Task instructions
When the line with "assert_eq!(diagnostic.span, Some((128usize, 1usize).into()));" appears below, start repeating lines exactly, and keep going through the line with "let BackendError::Source(diagnostic) = err.into_inner()"; add nothing outside that span.

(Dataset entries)
####

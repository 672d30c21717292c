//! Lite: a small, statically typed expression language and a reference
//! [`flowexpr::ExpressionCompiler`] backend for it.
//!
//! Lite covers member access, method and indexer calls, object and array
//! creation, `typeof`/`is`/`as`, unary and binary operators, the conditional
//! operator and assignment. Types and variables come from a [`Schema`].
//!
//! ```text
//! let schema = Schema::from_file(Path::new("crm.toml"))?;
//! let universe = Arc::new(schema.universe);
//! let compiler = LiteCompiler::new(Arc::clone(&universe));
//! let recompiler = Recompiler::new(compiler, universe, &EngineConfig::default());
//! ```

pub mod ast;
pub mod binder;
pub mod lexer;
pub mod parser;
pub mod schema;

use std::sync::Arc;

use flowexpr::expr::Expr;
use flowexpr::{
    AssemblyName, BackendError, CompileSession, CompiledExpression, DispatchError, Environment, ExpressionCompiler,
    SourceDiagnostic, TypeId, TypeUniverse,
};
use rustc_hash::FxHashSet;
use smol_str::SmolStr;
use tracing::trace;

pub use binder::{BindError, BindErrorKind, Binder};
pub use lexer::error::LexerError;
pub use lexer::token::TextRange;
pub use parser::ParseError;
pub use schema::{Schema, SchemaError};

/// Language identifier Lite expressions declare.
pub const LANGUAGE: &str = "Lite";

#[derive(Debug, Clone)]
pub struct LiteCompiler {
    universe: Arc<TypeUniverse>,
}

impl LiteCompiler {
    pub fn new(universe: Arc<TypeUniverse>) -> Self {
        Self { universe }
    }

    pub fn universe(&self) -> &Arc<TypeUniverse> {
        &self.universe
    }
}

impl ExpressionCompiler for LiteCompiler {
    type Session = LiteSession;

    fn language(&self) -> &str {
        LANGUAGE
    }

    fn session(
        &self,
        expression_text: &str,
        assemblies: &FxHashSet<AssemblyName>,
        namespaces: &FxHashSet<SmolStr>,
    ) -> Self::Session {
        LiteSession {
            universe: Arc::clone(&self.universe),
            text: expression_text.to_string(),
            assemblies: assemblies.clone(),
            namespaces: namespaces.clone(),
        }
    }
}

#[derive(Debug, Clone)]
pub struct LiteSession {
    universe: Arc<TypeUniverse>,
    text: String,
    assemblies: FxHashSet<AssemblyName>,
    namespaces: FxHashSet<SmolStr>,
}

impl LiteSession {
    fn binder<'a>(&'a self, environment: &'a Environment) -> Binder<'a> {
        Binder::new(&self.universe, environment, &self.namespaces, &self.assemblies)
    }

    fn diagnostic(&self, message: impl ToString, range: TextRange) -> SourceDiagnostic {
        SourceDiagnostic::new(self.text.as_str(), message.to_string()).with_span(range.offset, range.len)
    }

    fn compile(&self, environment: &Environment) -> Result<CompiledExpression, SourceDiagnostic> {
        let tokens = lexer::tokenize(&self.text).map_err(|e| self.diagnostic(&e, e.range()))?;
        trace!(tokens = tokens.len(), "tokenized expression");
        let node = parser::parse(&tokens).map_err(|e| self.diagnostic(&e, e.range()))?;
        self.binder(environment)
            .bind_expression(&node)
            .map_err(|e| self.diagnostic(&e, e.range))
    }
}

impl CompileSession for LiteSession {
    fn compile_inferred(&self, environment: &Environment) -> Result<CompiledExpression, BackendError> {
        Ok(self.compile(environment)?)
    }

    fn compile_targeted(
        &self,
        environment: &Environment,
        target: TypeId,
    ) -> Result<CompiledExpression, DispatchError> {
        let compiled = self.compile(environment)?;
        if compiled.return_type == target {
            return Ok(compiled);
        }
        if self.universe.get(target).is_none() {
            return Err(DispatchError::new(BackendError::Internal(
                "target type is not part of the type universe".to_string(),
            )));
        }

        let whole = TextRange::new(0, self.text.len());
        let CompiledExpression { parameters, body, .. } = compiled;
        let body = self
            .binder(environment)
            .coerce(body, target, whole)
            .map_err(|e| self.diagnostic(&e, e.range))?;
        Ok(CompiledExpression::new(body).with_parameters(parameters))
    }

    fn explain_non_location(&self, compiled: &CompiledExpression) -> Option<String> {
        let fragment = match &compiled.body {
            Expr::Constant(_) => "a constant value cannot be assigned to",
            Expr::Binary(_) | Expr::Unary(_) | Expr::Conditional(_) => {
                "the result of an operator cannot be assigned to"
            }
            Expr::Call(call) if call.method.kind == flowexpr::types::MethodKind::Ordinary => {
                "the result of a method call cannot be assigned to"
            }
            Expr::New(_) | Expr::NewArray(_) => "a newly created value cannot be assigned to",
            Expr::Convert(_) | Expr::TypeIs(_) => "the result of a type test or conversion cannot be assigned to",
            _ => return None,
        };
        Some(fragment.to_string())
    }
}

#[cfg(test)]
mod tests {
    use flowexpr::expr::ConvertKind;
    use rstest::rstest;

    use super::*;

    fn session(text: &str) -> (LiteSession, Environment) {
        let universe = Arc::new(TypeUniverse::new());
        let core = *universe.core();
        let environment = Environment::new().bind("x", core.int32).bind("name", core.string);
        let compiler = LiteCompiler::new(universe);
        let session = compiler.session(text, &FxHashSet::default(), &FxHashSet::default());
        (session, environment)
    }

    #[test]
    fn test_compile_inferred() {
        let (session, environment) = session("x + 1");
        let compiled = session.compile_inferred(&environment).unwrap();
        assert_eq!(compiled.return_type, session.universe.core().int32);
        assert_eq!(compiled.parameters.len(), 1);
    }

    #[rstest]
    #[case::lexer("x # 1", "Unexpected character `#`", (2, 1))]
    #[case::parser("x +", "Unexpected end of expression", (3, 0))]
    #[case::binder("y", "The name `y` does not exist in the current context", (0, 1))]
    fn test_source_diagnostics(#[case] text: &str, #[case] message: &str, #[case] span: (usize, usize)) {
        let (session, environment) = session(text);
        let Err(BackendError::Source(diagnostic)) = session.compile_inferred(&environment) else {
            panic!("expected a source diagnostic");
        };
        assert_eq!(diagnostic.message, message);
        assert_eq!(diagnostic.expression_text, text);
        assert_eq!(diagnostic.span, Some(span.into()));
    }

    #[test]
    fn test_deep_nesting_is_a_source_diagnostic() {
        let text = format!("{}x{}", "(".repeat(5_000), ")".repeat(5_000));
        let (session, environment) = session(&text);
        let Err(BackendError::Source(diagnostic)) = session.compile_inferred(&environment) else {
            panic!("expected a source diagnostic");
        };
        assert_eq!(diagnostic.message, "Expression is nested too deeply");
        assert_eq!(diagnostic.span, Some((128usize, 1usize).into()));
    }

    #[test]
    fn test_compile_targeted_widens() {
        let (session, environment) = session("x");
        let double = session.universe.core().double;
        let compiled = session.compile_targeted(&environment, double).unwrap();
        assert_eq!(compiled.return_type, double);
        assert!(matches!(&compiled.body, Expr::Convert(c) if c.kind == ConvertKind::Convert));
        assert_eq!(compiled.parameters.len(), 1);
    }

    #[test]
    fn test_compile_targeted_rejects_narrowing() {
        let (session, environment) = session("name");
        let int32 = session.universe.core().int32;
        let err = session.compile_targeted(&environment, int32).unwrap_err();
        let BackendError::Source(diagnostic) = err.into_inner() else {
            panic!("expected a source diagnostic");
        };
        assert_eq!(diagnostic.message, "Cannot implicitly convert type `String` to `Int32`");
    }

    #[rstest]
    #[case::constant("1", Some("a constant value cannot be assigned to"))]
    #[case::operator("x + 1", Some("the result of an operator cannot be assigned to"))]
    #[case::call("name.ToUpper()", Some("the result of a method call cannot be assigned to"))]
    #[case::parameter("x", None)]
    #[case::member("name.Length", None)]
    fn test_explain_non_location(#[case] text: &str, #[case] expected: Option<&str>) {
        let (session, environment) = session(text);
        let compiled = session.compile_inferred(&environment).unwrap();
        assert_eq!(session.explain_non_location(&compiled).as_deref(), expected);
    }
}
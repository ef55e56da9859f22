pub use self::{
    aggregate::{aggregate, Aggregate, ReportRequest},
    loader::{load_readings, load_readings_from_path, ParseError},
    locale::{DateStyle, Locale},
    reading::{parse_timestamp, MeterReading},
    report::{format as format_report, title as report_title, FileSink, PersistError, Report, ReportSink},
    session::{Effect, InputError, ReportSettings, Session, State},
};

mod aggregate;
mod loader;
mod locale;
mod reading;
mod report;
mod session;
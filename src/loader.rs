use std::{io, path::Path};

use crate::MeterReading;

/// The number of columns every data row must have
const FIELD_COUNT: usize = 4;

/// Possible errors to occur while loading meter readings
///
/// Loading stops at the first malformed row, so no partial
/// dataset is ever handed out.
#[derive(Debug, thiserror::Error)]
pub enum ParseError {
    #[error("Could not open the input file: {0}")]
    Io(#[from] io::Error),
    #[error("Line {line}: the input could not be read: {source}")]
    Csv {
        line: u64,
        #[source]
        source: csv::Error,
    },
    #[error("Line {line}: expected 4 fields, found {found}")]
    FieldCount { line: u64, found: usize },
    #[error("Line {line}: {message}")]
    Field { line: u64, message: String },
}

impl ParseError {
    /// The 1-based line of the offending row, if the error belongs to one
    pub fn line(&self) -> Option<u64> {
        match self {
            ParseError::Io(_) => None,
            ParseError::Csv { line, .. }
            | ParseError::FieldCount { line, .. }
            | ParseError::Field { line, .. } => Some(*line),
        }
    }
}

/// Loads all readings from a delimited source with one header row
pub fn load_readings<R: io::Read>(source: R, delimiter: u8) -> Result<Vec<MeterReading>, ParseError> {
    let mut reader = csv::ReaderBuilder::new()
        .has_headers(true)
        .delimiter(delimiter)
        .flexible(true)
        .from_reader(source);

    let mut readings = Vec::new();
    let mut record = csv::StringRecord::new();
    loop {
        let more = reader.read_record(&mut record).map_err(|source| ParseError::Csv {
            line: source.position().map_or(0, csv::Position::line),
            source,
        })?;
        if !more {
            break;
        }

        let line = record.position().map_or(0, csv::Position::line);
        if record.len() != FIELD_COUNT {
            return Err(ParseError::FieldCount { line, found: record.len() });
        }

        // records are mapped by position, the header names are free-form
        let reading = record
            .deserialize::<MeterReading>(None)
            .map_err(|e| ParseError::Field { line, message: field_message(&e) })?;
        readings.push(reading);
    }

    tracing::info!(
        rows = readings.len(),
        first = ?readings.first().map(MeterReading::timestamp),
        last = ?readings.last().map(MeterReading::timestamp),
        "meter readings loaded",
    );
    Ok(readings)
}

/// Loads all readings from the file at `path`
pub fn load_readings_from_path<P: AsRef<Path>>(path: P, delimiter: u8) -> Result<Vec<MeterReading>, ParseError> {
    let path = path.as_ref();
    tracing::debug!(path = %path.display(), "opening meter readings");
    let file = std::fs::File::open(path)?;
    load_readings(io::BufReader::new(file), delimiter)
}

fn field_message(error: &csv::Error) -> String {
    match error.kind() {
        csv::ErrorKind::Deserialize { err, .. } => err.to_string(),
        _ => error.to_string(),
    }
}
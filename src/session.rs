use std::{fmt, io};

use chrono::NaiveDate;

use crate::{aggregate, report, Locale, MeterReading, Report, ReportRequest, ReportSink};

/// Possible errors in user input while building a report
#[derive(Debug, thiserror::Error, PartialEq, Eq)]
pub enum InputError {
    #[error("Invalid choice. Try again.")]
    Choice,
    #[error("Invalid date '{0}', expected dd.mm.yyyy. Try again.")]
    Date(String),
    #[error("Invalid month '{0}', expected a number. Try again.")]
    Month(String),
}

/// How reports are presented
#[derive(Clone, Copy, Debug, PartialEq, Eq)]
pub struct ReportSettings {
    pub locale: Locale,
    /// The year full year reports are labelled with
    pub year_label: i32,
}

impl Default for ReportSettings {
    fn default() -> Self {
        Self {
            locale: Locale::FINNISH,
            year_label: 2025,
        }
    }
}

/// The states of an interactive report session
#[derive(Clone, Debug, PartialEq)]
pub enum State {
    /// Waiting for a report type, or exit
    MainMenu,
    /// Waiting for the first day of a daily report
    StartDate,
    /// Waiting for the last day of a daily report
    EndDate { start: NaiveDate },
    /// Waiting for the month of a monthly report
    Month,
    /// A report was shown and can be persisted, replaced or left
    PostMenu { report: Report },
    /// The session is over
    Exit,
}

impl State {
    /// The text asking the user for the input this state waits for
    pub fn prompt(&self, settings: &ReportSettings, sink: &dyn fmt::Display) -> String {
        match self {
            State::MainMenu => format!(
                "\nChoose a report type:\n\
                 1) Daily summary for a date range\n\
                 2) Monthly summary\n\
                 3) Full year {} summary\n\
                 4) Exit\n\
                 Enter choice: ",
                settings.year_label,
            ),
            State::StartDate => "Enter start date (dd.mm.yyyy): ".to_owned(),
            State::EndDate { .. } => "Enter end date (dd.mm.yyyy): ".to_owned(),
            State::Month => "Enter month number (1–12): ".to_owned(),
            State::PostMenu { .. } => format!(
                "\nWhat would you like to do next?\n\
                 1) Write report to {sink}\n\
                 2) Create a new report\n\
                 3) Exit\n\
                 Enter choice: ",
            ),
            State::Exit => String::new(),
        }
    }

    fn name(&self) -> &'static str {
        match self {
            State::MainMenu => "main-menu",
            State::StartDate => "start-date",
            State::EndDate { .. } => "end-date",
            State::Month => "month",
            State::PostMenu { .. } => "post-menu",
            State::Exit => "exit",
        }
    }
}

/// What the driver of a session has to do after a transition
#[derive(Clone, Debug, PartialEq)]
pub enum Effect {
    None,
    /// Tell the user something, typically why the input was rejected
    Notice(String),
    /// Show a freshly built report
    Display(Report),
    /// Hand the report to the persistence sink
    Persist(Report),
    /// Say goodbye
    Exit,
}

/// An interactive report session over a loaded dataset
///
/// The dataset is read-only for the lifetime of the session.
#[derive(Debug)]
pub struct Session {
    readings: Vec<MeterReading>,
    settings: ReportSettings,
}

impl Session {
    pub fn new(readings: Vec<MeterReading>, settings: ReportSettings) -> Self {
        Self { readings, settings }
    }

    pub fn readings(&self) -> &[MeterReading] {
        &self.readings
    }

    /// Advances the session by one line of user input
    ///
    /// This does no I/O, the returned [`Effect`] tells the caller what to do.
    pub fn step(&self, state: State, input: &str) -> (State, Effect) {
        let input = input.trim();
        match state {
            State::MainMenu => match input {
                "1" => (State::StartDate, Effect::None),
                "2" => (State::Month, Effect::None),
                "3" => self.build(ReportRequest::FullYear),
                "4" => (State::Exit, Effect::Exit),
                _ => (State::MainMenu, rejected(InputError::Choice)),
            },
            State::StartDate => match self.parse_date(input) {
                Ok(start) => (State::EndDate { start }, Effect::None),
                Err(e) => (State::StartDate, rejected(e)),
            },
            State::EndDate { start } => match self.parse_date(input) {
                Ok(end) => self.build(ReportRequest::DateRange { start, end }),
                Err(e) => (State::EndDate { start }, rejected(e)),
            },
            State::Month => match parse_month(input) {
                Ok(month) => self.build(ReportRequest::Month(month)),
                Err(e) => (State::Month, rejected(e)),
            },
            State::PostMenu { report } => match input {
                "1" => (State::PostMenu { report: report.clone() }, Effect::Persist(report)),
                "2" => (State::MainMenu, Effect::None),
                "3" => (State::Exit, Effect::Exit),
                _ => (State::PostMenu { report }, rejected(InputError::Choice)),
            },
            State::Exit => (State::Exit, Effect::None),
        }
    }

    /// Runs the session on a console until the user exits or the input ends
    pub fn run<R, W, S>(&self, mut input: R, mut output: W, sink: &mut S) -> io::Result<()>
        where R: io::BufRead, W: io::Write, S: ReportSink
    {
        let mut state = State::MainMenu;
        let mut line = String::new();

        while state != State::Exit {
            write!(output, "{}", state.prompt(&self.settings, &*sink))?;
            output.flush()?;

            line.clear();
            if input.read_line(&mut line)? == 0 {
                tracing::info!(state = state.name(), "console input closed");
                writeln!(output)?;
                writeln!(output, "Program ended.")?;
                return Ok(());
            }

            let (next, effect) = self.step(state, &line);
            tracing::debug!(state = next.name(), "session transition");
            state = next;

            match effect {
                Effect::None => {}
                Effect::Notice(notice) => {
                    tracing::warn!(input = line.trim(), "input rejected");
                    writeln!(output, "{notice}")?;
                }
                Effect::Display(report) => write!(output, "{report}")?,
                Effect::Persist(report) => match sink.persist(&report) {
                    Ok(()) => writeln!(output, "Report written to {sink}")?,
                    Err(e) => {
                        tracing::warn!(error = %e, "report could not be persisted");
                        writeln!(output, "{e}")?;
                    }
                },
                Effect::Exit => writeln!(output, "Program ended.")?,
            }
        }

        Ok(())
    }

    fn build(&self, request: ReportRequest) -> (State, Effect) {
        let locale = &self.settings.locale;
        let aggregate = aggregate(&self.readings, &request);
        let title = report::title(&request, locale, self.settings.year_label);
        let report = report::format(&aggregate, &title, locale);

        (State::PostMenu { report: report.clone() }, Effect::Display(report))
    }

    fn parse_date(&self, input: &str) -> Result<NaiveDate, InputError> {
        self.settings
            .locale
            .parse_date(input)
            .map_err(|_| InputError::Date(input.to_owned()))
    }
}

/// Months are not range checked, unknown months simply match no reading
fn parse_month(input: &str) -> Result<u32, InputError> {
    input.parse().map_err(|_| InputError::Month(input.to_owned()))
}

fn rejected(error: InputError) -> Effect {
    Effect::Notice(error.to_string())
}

####

Exercise solution
        assert_eq!(diagnostic.span, Some((128usize, 1usize).into()));
    }

    #[test]
    fn test_compile_targeted_widens() {
        let (session, environment) = session("x");
        let double = session.universe.core().double;
        let compiled = session.compile_targeted(&environment, double).unwrap();
        assert_eq!(compiled.return_type, double);
        assert!(matches!(&compiled.body, Expr::Convert(c) if c.kind == ConvertKind::Convert));
        assert_eq!(compiled.parameters.len(), 1);
    }

    #[test]
    fn test_compile_targeted_rejects_narrowing() {
        let (session, environment) = session("name");
        let int32 = session.universe.core().int32;
        let err = session.compile_targeted(&environment, int32).unwrap_err();
        let BackendError::Source(diagnostic) = err.into_inner() else {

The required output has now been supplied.